I'm with you there, partner. I used to be one of those guys that tried to convince people that Star Wars wasn't science fiction. But c'mon. It's science fiction. There are robots and spaceships.
So why do you read science fiction?
For the same reaon I read horror, detective stories, and satire. I'm looking for a good read with a good story. I don't care what the rules are, as long as they tell me the rules early.
You're resistance to defining genres makes more sense now. Me, I like reading science fiction more than other genres. I like the escapism and sense of wonder. But, unlike fantasy, my sense of wonder is heightened by some slim connection with reality. The thought that people may one day actually be able to do these things. It doesn't matter to me that I know intellectually that faster than light travel is impossible.
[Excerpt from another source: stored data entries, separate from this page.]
//! Turns the free-form dates users give ("اليوم", "منذ يومين", "5/3/2025")
//! into UTC instants, relative to a caller-supplied "now".

use std::sync::LazyLock;

use chrono::{DateTime, Duration, Months, NaiveDate, NaiveDateTime, TimeDelta, TimeZone, Utc};
use regex::Regex;

static YMD: LazyLock<Regex> = LazyLock::new(|| {
    Regex::new(r"(\d{4})[-/.](\d{1,2})[-/.](\d{1,2})(?:[ T](\d{1,2}):(\d{2}))?").unwrap()
});

static DMY: LazyLock<Regex> = LazyLock::new(|| {
    Regex::new(r"(\d{1,2})[-/.](\d{1,2})[-/.](\d{4})(?:\s+(\d{1,2}):(\d{2}))?").unwrap()
});

static AGO_AR: LazyLock<Regex> = LazyLock::new(|| {
    Regex::new(r"(?:منذ|قبل)\s+(\d+\s+)?(دقيقتين|دقيقه|دقائق|ساعتين|ساعه|ساعات|يومين|يوم|ايام|اسبوعين|اسبوع|اسابيع|شهرين|شهر|اشهر|شهور)")
        .unwrap()
});

static AGO_EN: LazyLock<Regex> = LazyLock::new(|| {
    Regex::new(r"\b(\d+|a|an|one)\s+(minute|hour|day|week|month)s?\s+ago").unwrap()
});

/// Interpret `input` relative to `now`. `None` when nothing recognizable is found.
pub fn interpret(input: &str, now: DateTime<Utc>) -> Option<DateTime<Utc>> {
    let digits = ascii_digits(input.trim());
    if digits.is_empty() {
        return None;
    }

    absolute(&digits).or_else(|| relative(&fold(&digits), now))
}

fn absolute(text: &str) -> Option<DateTime<Utc>> {
    if let Ok(dt) = DateTime::parse_from_rfc3339(text) {
        return Some(dt.with_timezone(&Utc));
    }
    if let Ok(naive) = NaiveDateTime::parse_from_str(text, "%Y-%m-%dT%H:%M:%S%.f") {
        return Some(Utc.from_utc_datetime(&naive));
    }

    if let Some(caps) = YMD.captures(text) {
        let date = NaiveDate::from_ymd_opt(
            caps[1].parse().ok()?,
            caps[2].parse().ok()?,
            caps[3].parse().ok()?,
        );
        if let Some(date) = date {
            return at_time(date, caps.get(4).zip(caps.get(5)).map(|(h, m)| (h.as_str(), m.as_str())));
        }
    }

    if let Some(caps) = DMY.captures(text) {
        let date = NaiveDate::from_ymd_opt(
            caps[3].parse().ok()?,
            caps[2].parse().ok()?,
            caps[1].parse().ok()?,
        );
        if let Some(date) = date {
            return at_time(date, caps.get(4).zip(caps.get(5)).map(|(h, m)| (h.as_str(), m.as_str())));
        }
    }

    None
}

/// Date-only values land at midnight UTC.
fn at_time(date: NaiveDate, time: Option<(&str, &str)>) -> Option<DateTime<Utc>> {
    let (hour, minute) = match time {
        Some((h, m)) => (h.parse().ok()?, m.parse().ok()?),
        None => (0, 0),
    };
    date.and_hms_opt(hour, minute, 0).map(|naive| Utc.from_utc_datetime(&naive))
}

fn relative(folded: &str, now: DateTime<Utc>) -> Option<DateTime<Utc>> {
    if let Some(caps) = AGO_AR.captures(folded) {
        let unit = &caps[2];
        let count = match caps.get(1) {
            Some(n) => n.as_str().trim().parse().ok()?,
            None if is_dual(unit) => 2,
            None => 1,
        };
        return shift_back(now, count, unit);
    }

    if let Some(caps) = AGO_EN.captures(folded) {
        let count = match &caps[1] {
            "a" | "an" | "one" => 1,
            n => n.parse().ok()?,
        };
        return shift_back(now, count, &caps[2]);
    }

    let has = |phrases: &[&str]| phrases.iter().any(|p| folded.contains(&format!(" {} ", p)));

    if has(&["اول امس", "قبل امس", "day before yesterday"]) {
        return Some(now - Duration::days(2));
    }
    if has(&["امس", "الامس", "بالامس", "البارحه", "yesterday"]) {
        return Some(now - Duration::days(1));
    }
    if has(&["غدا", "بكره", "tomorrow"]) {
        return Some(now + Duration::days(1));
    }
    if has(&["الاسبوع الماضي", "last week"]) {
        return Some(now - Duration::weeks(1));
    }
    if has(&["الشهر الماضي", "last month"]) {
        return now.checked_sub_months(Months::new(1));
    }
    if has(&["اليوم", "الان", "الحين", "هذا الصباح", "الليله", "today", "now", "tonight"]) {
        return Some(now);
    }

    None
}

fn is_dual(unit: &str) -> bool {
    matches!(unit, "دقيقتين" | "ساعتين" | "يومين" | "اسبوعين" | "شهرين")
}

fn shift_back(now: DateTime<Utc>, count: i64, unit: &str) -> Option<DateTime<Utc>> {
    // Counts come from user text; out-of-range values yield None.
    let delta = match unit {
        "دقيقتين" | "دقيقه" | "دقائق" | "minute" => TimeDelta::try_minutes(count)?,
        "ساعتين" | "ساعه" | "ساعات" | "hour" => TimeDelta::try_hours(count)?,
        "يومين" | "يوم" | "ايام" | "day" => TimeDelta::try_days(count)?,
        "اسبوعين" | "اسبوع" | "اسابيع" | "week" => TimeDelta::try_weeks(count)?,
        "شهرين" | "شهر" | "اشهر" | "شهور" | "month" => {
            return now.checked_sub_months(Months::new(u32::try_from(count).ok()?));
        }
        _ => return None,
    };
    now.checked_sub_signed(delta)
}

/// Map Arabic-Indic and Extended Arabic-Indic digits to ASCII.
fn ascii_digits(input: &str) -> String {
    input
        .chars()
        .map(|c| match c {
            '٠'..='٩' => char::from(b'0' + (c as u32 - '٠' as u32) as u8),
            '۰'..='۹' => char::from(b'0' + (c as u32 - '۰' as u32) as u8),
            _ => c,
        })
        .collect()
}

/// Lowercase, strip diacritics and tatweel, unify alef and taa marbuta forms,
/// and collapse punctuation to single spaces with a space at each end so
/// phrases can be matched on word boundaries.
fn fold(input: &str) -> String {
    let mapped: String = input
        .to_lowercase()
        .chars()
        .filter(|c| !matches!(c, '\u{064B}'..='\u{0652}' | '\u{0640}'))
        .map(|c| match c {
            'أ' | 'إ' | 'آ' => 'ا',
            'ة' => 'ه',
            c if c.is_alphanumeric() => c,
            _ => ' ',
        })
        .collect();

    format!(" {} ", mapped.split_whitespace().collect::<Vec<_>>().join(" "))
}
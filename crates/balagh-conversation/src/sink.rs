use async_trait::async_trait;

use balagh_types::api::FileAttachment;
use balagh_types::models::Report;

/// Where finished reports go.
#[async_trait]
pub trait ReportSink: Send + Sync {
    async fn insert(&self, report: &Report) -> anyhow::Result<()>;
}

/// Evidence storage. Returns one opaque id per attachment, in order.
#[async_trait]
pub trait MediaStore: Send + Sync {
    async fn store(&self, files: &[FileAttachment]) -> anyhow::Result<Vec<String>>;
}
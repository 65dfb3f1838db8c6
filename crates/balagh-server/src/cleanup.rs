use std::sync::Arc;
use std::time::Duration;

use tracing::info;

use balagh_conversation::store::ConversationStore;

/// Background task that drops conversations nobody has touched for `max_idle`.
pub async fn run_eviction_loop(
    store: Arc<dyn ConversationStore>,
    max_idle: Duration,
    every: Duration,
) {
    let mut interval = tokio::time::interval(every);

    loop {
        interval.tick().await;

        let evicted = store.evict_idle(max_idle).await;
        if evicted > 0 {
            info!("Cleanup: evicted {} idle conversations", evicted);
        }
    }
}
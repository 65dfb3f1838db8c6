use std::path::PathBuf;
use std::str::FromStr;
use std::time::Duration;

use anyhow::{Context, Result, bail};

use balagh_conversation::gemini::{DEFAULT_BASE_URL, DEFAULT_MODEL};

/// Server configuration, read from the environment (after `.env`).
///
/// No `Debug`: it carries the private key and the provider API key.
pub struct ServerConfig {
    pub host: String,
    pub port: u16,
    pub db_path: PathBuf,
    pub server_public: Option<String>,
    pub server_secret: Option<String>,
    pub gemini_api_key: String,
    pub gemini_model: String,
    pub gemini_base_url: String,
    pub assistant_timeout: Duration,
    /// `None` disables idle eviction.
    pub session_idle: Option<Duration>,
    pub replay_window_secs: i64,
    pub body_limit_bytes: usize,
}

impl ServerConfig {
    pub fn from_env() -> Result<Self> {
        Self::from_lookup(|name| std::env::var(name).ok())
    }

    pub fn from_lookup(lookup: impl Fn(&str) -> Option<String>) -> Result<Self> {
        let var = |name: &str| lookup(name).filter(|v| !v.trim().is_empty());

        let Some(gemini_api_key) = var("GEMINI_API_KEY") else {
            bail!("GEMINI_API_KEY is not set");
        };

        let idle_secs: u64 = parsed(&var, "BALAGH_SESSION_IDLE_SECS", 7200)?;
        let body_limit_mb: usize = parsed(&var, "BALAGH_BODY_LIMIT_MB", 50)?;
        let body_limit_bytes = body_limit_mb
            .checked_mul(1024 * 1024)
            .with_context(|| format!("BALAGH_BODY_LIMIT_MB is too large, got {body_limit_mb}"))?;

        Ok(Self {
            host: var("BALAGH_HOST").unwrap_or_else(|| "0.0.0.0".into()),
            port: parsed(&var, "BALAGH_PORT", 3000)?,
            db_path: var("BALAGH_DB_PATH").unwrap_or_else(|| "balagh.db".into()).into(),
            server_public: var("SERVER_X25519_PUB"),
            server_secret: var("SERVER_X25519_PRIV"),
            gemini_api_key,
            gemini_model: var("GEMINI_MODEL").unwrap_or_else(|| DEFAULT_MODEL.into()),
            gemini_base_url: var("GEMINI_BASE_URL").unwrap_or_else(|| DEFAULT_BASE_URL.into()),
            assistant_timeout: Duration::from_secs(parsed(&var, "BALAGH_ASSISTANT_TIMEOUT_SECS", 30)?),
            session_idle: (idle_secs > 0).then(|| Duration::from_secs(idle_secs)),
            replay_window_secs: parsed(&var, "BALAGH_REPLAY_WINDOW_SECS", 300)?,
            body_limit_bytes,
        })
    }
}

fn parsed<T>(var: &impl Fn(&str) -> Option<String>, name: &str, default: T) -> Result<T>
where
    T: FromStr,
    T::Err: std::error::Error + Send + Sync + 'static,
{
    match var(name) {
        Some(raw) => raw
            .trim()
            .parse()
            .with_context(|| format!("{name} must be a number, got {raw:?}")),
        None => Ok(default),
    }
}

#[cfg(test)]
mod tests {
    use super::*;
    use std::collections::HashMap;

    fn config(vars: &[(&str, &str)]) -> Result<ServerConfig> {
        let map: HashMap<String, String> = vars
            .iter()
            .map(|(k, v)| (k.to_string(), v.to_string()))
            .collect();
        ServerConfig::from_lookup(|name| map.get(name).cloned())
    }

    #[test]
    fn defaults() {
        let cfg = config(&[("GEMINI_API_KEY", "k")]).unwrap();
        assert_eq!(cfg.host, "0.0.0.0");
        assert_eq!(cfg.port, 3000);
        assert_eq!(cfg.db_path, PathBuf::from("balagh.db"));
        assert_eq!(cfg.gemini_model, DEFAULT_MODEL);
        assert_eq!(cfg.assistant_timeout, Duration::from_secs(30));
        assert_eq!(cfg.session_idle, Some(Duration::from_secs(7200)));
        assert_eq!(cfg.replay_window_secs, 300);
        assert_eq!(cfg.body_limit_bytes, 50 * 1024 * 1024);
        assert!(cfg.server_secret.is_none());
    }

    #[test]
    fn zero_idle_disables_eviction() {
        let cfg = config(&[("GEMINI_API_KEY", "k"), ("BALAGH_SESSION_IDLE_SECS", "0")]).unwrap();
        assert!(cfg.session_idle.is_none());
    }

    #[test]
    fn invalid_numbers_fail() {
        assert!(config(&[("GEMINI_API_KEY", "k"), ("BALAGH_PORT", "http")]).is_err());
        assert!(config(&[("GEMINI_API_KEY", "k"), ("BALAGH_ASSISTANT_TIMEOUT_SECS", "-1")]).is_err());
    }

    #[test]
    fn oversized_body_limit_fails() {
        let huge = usize::MAX.to_string();
        let err = config(&[("GEMINI_API_KEY", "k"), ("BALAGH_BODY_LIMIT_MB", huge.as_str())])
            .err()
            .unwrap();
        assert!(err.to_string().contains("BALAGH_BODY_LIMIT_MB"));

        let cfg = config(&[("GEMINI_API_KEY", "k"), ("BALAGH_BODY_LIMIT_MB", "1")]).unwrap();
        assert_eq!(cfg.body_limit_bytes, 1024 * 1024);
    }

    #[test]
    fn api_key_is_required() {
        assert!(config(&[]).is_err());
        assert!(config(&[("GEMINI_API_KEY", "  ")]).is_err());
    }
}
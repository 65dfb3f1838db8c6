use std::sync::Arc;
use std::time::{Duration, Instant};

use async_trait::async_trait;
use dashmap::DashMap;
use thiserror::Error;
use tokio::sync::{Mutex, OwnedMutexGuard};
use tracing::debug;

use balagh_types::conversation::{Role, Turn};

#[derive(Debug, Error)]
pub enum StoreError {
    #[error("conversation store unavailable: {0}")]
    Unavailable(String),
}

/// Session id → ordered turn history.
///
/// All reads and writes go through a [`ConversationLease`], which is exclusive
/// per session id. Leases on different ids never wait on each other.
#[async_trait]
pub trait ConversationStore: Send + Sync {
    /// Wait for exclusive access to one session's history.
    async fn lease(&self, session_id: &str) -> Result<Box<dyn ConversationLease>, StoreError>;

    /// Whether a live conversation exists for this id.
    async fn contains(&self, session_id: &str) -> bool;

    /// Drop conversations nobody holds that have been idle for at least
    /// `max_idle`. Returns how many were dropped.
    async fn evict_idle(&self, max_idle: Duration) -> usize;
}

/// Exclusive handle on one session. Dropping it releases the session.
#[async_trait]
pub trait ConversationLease: Send {
    fn session_id(&self) -> &str;

    /// Existing history, or a new one seeded with the system preamble.
    async fn get_or_create(&mut self) -> Result<Vec<Turn>, StoreError>;

    async fn append(&mut self, turn: Turn) -> Result<(), StoreError>;

    async fn delete(&mut self) -> Result<(), StoreError>;
}

struct Slot {
    turns: Option<Vec<Turn>>,
    touched: Instant,
}

/// Single-process backend: one async mutex per session id in a sharded map.
pub struct MemoryConversationStore {
    slots: DashMap<String, Arc<Mutex<Slot>>>,
    preamble: Arc<str>,
}

impl MemoryConversationStore {
    pub fn new(preamble: impl Into<Arc<str>>) -> Self {
        Self {
            slots: DashMap::new(),
            preamble: preamble.into(),
        }
    }

    fn slot(&self, session_id: &str) -> Arc<Mutex<Slot>> {
        // The shard guard is released at the end of this statement, before any await
        self.slots
            .entry(session_id.to_string())
            .or_insert_with(|| {
                Arc::new(Mutex::new(Slot {
                    turns: None,
                    touched: Instant::now(),
                }))
            })
            .clone()
    }
}

#[async_trait]
impl ConversationStore for MemoryConversationStore {
    async fn lease(&self, session_id: &str) -> Result<Box<dyn ConversationLease>, StoreError> {
        let guard = self.slot(session_id).lock_owned().await;
        Ok(Box::new(MemoryLease {
            session_id: session_id.to_string(),
            guard,
            preamble: self.preamble.clone(),
        }))
    }

    async fn contains(&self, session_id: &str) -> bool {
        let slot = match self.slots.get(session_id) {
            Some(entry) => entry.value().clone(),
            None => return false,
        };
        let present = slot.lock().await.turns.is_some();
        present
    }

    async fn evict_idle(&self, max_idle: Duration) -> usize {
        let mut evicted = 0;

        // Holding the shard lock, a strong count of 1 means no lease exists and
        // none can be taken until retain moves on.
        self.slots.retain(|session_id, slot| {
            if Arc::strong_count(slot) > 1 {
                return true;
            }
            let Ok(guard) = slot.try_lock() else {
                return true;
            };
            match guard.turns {
                None => false,
                Some(_) if guard.touched.elapsed() >= max_idle => {
                    debug!(session_id = %session_id, "Evicting idle conversation");
                    evicted += 1;
                    false
                }
                Some(_) => true,
            }
        });

        evicted
    }
}

struct MemoryLease {
    session_id: String,
    guard: OwnedMutexGuard<Slot>,
    preamble: Arc<str>,
}

impl MemoryLease {
    fn turns_mut(&mut self) -> &mut Vec<Turn> {
        self.guard.touched = Instant::now();
        let preamble = &self.preamble;
        self.guard
            .turns
            .get_or_insert_with(|| vec![Turn::text(Role::System, preamble.as_ref())])
    }
}

#[async_trait]
impl ConversationLease for MemoryLease {
    fn session_id(&self) -> &str {
        &self.session_id
    }

    async fn get_or_create(&mut self) -> Result<Vec<Turn>, StoreError> {
        Ok(self.turns_mut().clone())
    }

    async fn append(&mut self, turn: Turn) -> Result<(), StoreError> {
        self.turns_mut().push(turn);
        Ok(())
    }

    async fn delete(&mut self) -> Result<(), StoreError> {
        self.guard.turns = None;
        debug!(session_id = %self.session_id, "Conversation deleted");
        Ok(())
    }
}
pub mod migrations;
pub mod models;
pub mod queries;

use anyhow::Result;
use rusqlite::Connection;
use std::path::Path;
use std::sync::Mutex;
use tracing::info;

/// Report and media persistence on a single SQLite connection.
///
/// Calls are blocking; async callers go through `spawn_blocking`.
pub struct Database {
    conn: Mutex<Connection>,
}

impl Database {
    pub fn open(path: &Path) -> Result<Self> {
        let conn = Connection::open(path)?;

        // WAL mode for concurrent reads
        conn.pragma_update(None, "journal_mode", "WAL")?;
        conn.pragma_update(None, "foreign_keys", "ON")?;

        migrations::run(&conn)?;

        info!("Database opened at {}", path.display());
        Ok(Self {
            conn: Mutex::new(conn),
        })
    }

    /// Private in-memory database, used by tests.
    pub fn open_in_memory() -> Result<Self> {
        let conn = Connection::open_in_memory()?;
        conn.pragma_update(None, "foreign_keys", "ON")?;
        migrations::run(&conn)?;
        Ok(Self {
            conn: Mutex::new(conn),
        })
    }

    pub fn with_conn<F, T>(&self, f: F) -> Result<T>
    where
        F: FnOnce(&Connection) -> Result<T>,
    {
        let conn = self.conn.lock().map_err(|e| anyhow::anyhow!("DB lock poisoned: {}", e))?;
        f(&conn)
    }

    pub fn with_conn_mut<F, T>(&self, f: F) -> Result<T>
    where
        F: FnOnce(&mut Connection) -> Result<T>,
    {
        let mut conn = self.conn.lock().map_err(|e| anyhow::anyhow!("DB lock poisoned: {}", e))?;
        f(&mut conn)
    }
}
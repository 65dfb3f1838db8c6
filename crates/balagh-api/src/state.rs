use std::sync::Arc;

use balagh_conversation::pipeline::ChatPipeline;
use balagh_conversation::sink::{MediaStore, ReportSink};
use balagh_crypto::keys::ServerKeyPair;

pub type AppState = Arc<AppStateInner>;

pub struct AppStateInner {
    pub keys: ServerKeyPair,
    pub pipeline: ChatPipeline,
    pub reports: Arc<dyn ReportSink>,
    pub media: Arc<dyn MediaStore>,
    /// Advisory only; stale envelopes are logged, not rejected.
    pub replay_window_secs: i64,
    pub body_limit_bytes: usize,
}
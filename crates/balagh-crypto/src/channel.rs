use rand_core::OsRng;
use x25519_dalek::{PublicKey, StaticSecret};

use crate::encrypt::{decrypt, seal};
use crate::envelope::{self, Envelope, ResponseEnvelope};
use crate::error::CryptoError;
use crate::keys::{KEY_LEN, ServerKeyPair};
use crate::session::{SessionKeys, derive_client_session, derive_server_session};

/// A decrypted request together with the keys needed to answer it.
/// No `Debug`: the plaintext must not end up in logs.
pub struct OpenedRequest {
    pub plaintext: Vec<u8>,
    pub keys: SessionKeys,
    pub ts: Option<i64>,
}

/// Server: derive this request's keys from its ephemeral key and decrypt it.
pub fn open_request(
    server: &ServerKeyPair,
    envelope: &Envelope,
) -> Result<OpenedRequest, CryptoError> {
    let decoded = envelope::decode(envelope)?;
    let keys = derive_server_session(server, &decoded.ephemeral_pub)?;
    let plaintext = decrypt(&decoded.ciphertext, &decoded.nonce, keys.rx())?;

    Ok(OpenedRequest {
        plaintext,
        keys,
        ts: decoded.ts,
    })
}

/// Server: encrypt the reply under the request's tx key and a fresh nonce.
pub fn seal_response(
    keys: &SessionKeys,
    plaintext: &[u8],
) -> Result<ResponseEnvelope, CryptoError> {
    let (nonce, ciphertext) = seal(plaintext, keys.tx())?;
    Ok(envelope::encode_response(&nonce, &ciphertext))
}

/// A sealed client request. `keys` must be kept to open the reply.
#[derive(Debug)]
pub struct ClientRequest {
    pub envelope: Envelope,
    pub keys: SessionKeys,
}

/// Client: generate a one-shot ephemeral keypair and seal a payload for the server.
pub fn seal_request(
    server_public: &[u8; KEY_LEN],
    plaintext: &[u8],
) -> Result<ClientRequest, CryptoError> {
    let ephemeral = StaticSecret::random_from_rng(OsRng);
    let ephemeral_pub = PublicKey::from(&ephemeral).to_bytes();
    let keys = derive_client_session(&ephemeral, server_public)?;
    drop(ephemeral);

    let (nonce, ciphertext) = seal(plaintext, keys.tx())?;
    Ok(ClientRequest {
        envelope: envelope::encode(&ephemeral_pub, &nonce, &ciphertext),
        keys,
    })
}

/// Client: decrypt the server's reply.
pub fn open_response(
    keys: &SessionKeys,
    response: &ResponseEnvelope,
) -> Result<Vec<u8>, CryptoError> {
    let (nonce, ciphertext) = envelope::decode_response(response)?;
    decrypt(&ciphertext, &nonce, keys.rx())
}
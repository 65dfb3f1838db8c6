use std::fmt;

use base64::{Engine as _, engine::general_purpose::STANDARD as BASE64};
use rand_core::OsRng;
use sha2::{Digest, Sha256};
use tracing::info;
use x25519_dalek::{PublicKey, StaticSecret};

use crate::error::CryptoError;

/// Length of X25519 public and private keys.
pub const KEY_LEN: usize = 32;

/// The server's long-term X25519 keypair.
///
/// Created once at startup and shared read-only for the life of the process.
/// The private half never leaves this type except through
/// [`ServerKeyPair::export_secret_base64`].
pub struct ServerKeyPair {
    secret: StaticSecret,
    public: PublicKey,
}

impl fmt::Debug for ServerKeyPair {
    fn fmt(&self, f: &mut fmt::Formatter<'_>) -> fmt::Result {
        f.debug_struct("ServerKeyPair")
            .field("public", &self.public_key_base64())
            .field("secret", &"[REDACTED]")
            .finish()
    }
}

impl ServerKeyPair {
    /// Generate a fresh keypair from the OS RNG.
    pub fn generate() -> Self {
        Self::from_secret(StaticSecret::random_from_rng(OsRng))
    }

    pub fn from_secret_bytes(bytes: [u8; KEY_LEN]) -> Self {
        Self::from_secret(StaticSecret::from(bytes))
    }

    fn from_secret(secret: StaticSecret) -> Self {
        let public = PublicKey::from(&secret);
        Self { secret, public }
    }

    /// Load the keypair from base64 configuration values, or generate one
    /// when neither value is configured.
    ///
    /// Any configured value that is malformed is an error: the server must
    /// not start with a key it did not intend to use.
    pub fn initialize(
        public_b64: Option<&str>,
        secret_b64: Option<&str>,
    ) -> Result<Self, CryptoError> {
        let public_b64 = public_b64.map(str::trim).filter(|s| !s.is_empty());
        let secret_b64 = secret_b64.map(str::trim).filter(|s| !s.is_empty());

        let keypair = match (public_b64, secret_b64) {
            (None, None) => {
                let keypair = Self::generate();
                info!(
                    "Generated new server keypair (fingerprint {})",
                    keypair.fingerprint()
                );
                return Ok(keypair);
            }
            (Some(_), None) => {
                return Err(CryptoError::InvalidKey(
                    "public key configured without a private key".into(),
                ));
            }
            (public, Some(secret)) => {
                let keypair = Self::from_secret_bytes(key_from_base64(secret)?);
                if let Some(public) = public {
                    if key_from_base64(public)? != keypair.public_key_bytes() {
                        return Err(CryptoError::InvalidKey(
                            "configured public key does not match private key".into(),
                        ));
                    }
                }
                keypair
            }
        };

        info!(
            "Loaded server keypair from configuration (fingerprint {})",
            keypair.fingerprint()
        );
        Ok(keypair)
    }

    pub fn public_key(&self) -> &PublicKey {
        &self.public
    }

    pub fn public_key_bytes(&self) -> [u8; KEY_LEN] {
        self.public.to_bytes()
    }

    pub fn public_key_base64(&self) -> String {
        key_to_base64(self.public.as_bytes())
    }

    /// Short SHA-256 fingerprint of the public key, safe to log.
    pub fn fingerprint(&self) -> String {
        let digest = Sha256::digest(self.public.as_bytes());
        hex::encode(&digest[..8])
    }

    /// Base64 private key, for operators persisting a generated key.
    pub fn export_secret_base64(&self) -> String {
        BASE64.encode(self.secret.as_bytes())
    }

    pub(crate) fn secret(&self) -> &StaticSecret {
        &self.secret
    }
}

/// Encode a key to base64 for the wire or configuration.
pub fn key_to_base64(key: &[u8; KEY_LEN]) -> String {
    BASE64.encode(key)
}

/// Decode a base64 key.
pub fn key_from_base64(encoded: &str) -> Result<[u8; KEY_LEN], CryptoError> {
    let bytes = BASE64
        .decode(encoded.trim())
        .map_err(|_| CryptoError::InvalidKey("key is not valid base64".into()))?;
    bytes
        .try_into()
        .map_err(|_| CryptoError::InvalidKey("invalid key length".into()))
}

#[cfg(test)]
mod tests {
    use super::*;

    #[test]
    fn generates_when_unconfigured() {
        let a = ServerKeyPair::initialize(None, None).unwrap();
        let b = ServerKeyPair::initialize(Some(""), Some("  ")).unwrap();
        assert_ne!(a.public_key_bytes(), b.public_key_bytes());
    }

    #[test]
    fn loads_configured_keypair() {
        let original = ServerKeyPair::generate();
        let secret = original.export_secret_base64();
        let public = original.public_key_base64();

        let loaded = ServerKeyPair::initialize(Some(&public), Some(&secret)).unwrap();
        assert_eq!(loaded.public_key_bytes(), original.public_key_bytes());

        let secret_only = ServerKeyPair::initialize(None, Some(&secret)).unwrap();
        assert_eq!(secret_only.public_key_bytes(), original.public_key_bytes());
    }

    #[test]
    fn rejects_malformed_configuration() {
        let other = ServerKeyPair::generate();
        let keypair = ServerKeyPair::generate();

        assert!(ServerKeyPair::initialize(None, Some("not base64!")).is_err());
        assert!(ServerKeyPair::initialize(None, Some(&BASE64.encode([1u8; 16]))).is_err());
        assert!(ServerKeyPair::initialize(Some(&keypair.public_key_base64()), None).is_err());
        assert!(
            ServerKeyPair::initialize(
                Some(&other.public_key_base64()),
                Some(&keypair.export_secret_base64())
            )
            .is_err()
        );
    }

    #[test]
    fn debug_redacts_secret() {
        let keypair = ServerKeyPair::generate();
        let printed = format!("{:?}", keypair);
        assert!(printed.contains("[REDACTED]"));
        assert!(!printed.contains(&keypair.export_secret_base64()));
    }

    #[test]
    fn base64_roundtrip() {
        let key = [7u8; KEY_LEN];
        assert_eq!(key_from_base64(&key_to_base64(&key)).unwrap(), key);
    }
}
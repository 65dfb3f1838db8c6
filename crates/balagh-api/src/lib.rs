pub mod chat;
pub mod error;
pub mod keys;
pub mod reports;
pub mod sealed;
pub mod sink;
pub mod state;

use axum::Router;
use axum::extract::DefaultBodyLimit;
use axum::routing::{get, post};

use crate::state::AppState;

/// All intake routes. Cross-cutting layers (CORS, tracing) are added by the binary.
pub fn router(state: AppState) -> Router {
    let body_limit = state.body_limit_bytes;

    Router::new()
        .route("/health", get(keys::health))
        .route("/server-pubkey", get(keys::server_pubkey))
        .route("/chat", post(chat::chat))
        .route("/submit-report", post(reports::submit_report))
        .layer(DefaultBodyLimit::max(body_limit))
        .with_state(state)
}
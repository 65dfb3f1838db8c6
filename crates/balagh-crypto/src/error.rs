use thiserror::Error;

/// Errors raised by the encrypted channel.
///
/// `Authentication` is the only outcome of a failed decryption;
/// callers cannot tell a bad tag from a bad nonce or a wrong key.
#[derive(Debug, Error)]
pub enum CryptoError {
    #[error("authentication failed")]
    Authentication,

    #[error("encryption failed")]
    Encryption,

    #[error("peer public key rejected")]
    KeyExchange,

    #[error("malformed envelope: {0}")]
    Format(&'static str),

    #[error("invalid key material: {0}")]
    InvalidKey(String),
}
Emotionally, it is closer to being possible that talking trees are.
Defining what science fiction is is important to me because I want to know something is science fiction before I read it. If I am promised the escapism, sense of wonder, and slim connection with reality and I don't get it I feel screwed. i.e. "Impossible Dreams." This was a delightful story, but it had no connection to reality at all. The fact that this story is so highly regarded in the science fiction community is troubling to me. Either I'm wrong about what science fiction is or they are, and we all know how that usually ends up.
Sorry if I am repeating myself from earlier posts. I don't remember what I wrote when this thread was active before.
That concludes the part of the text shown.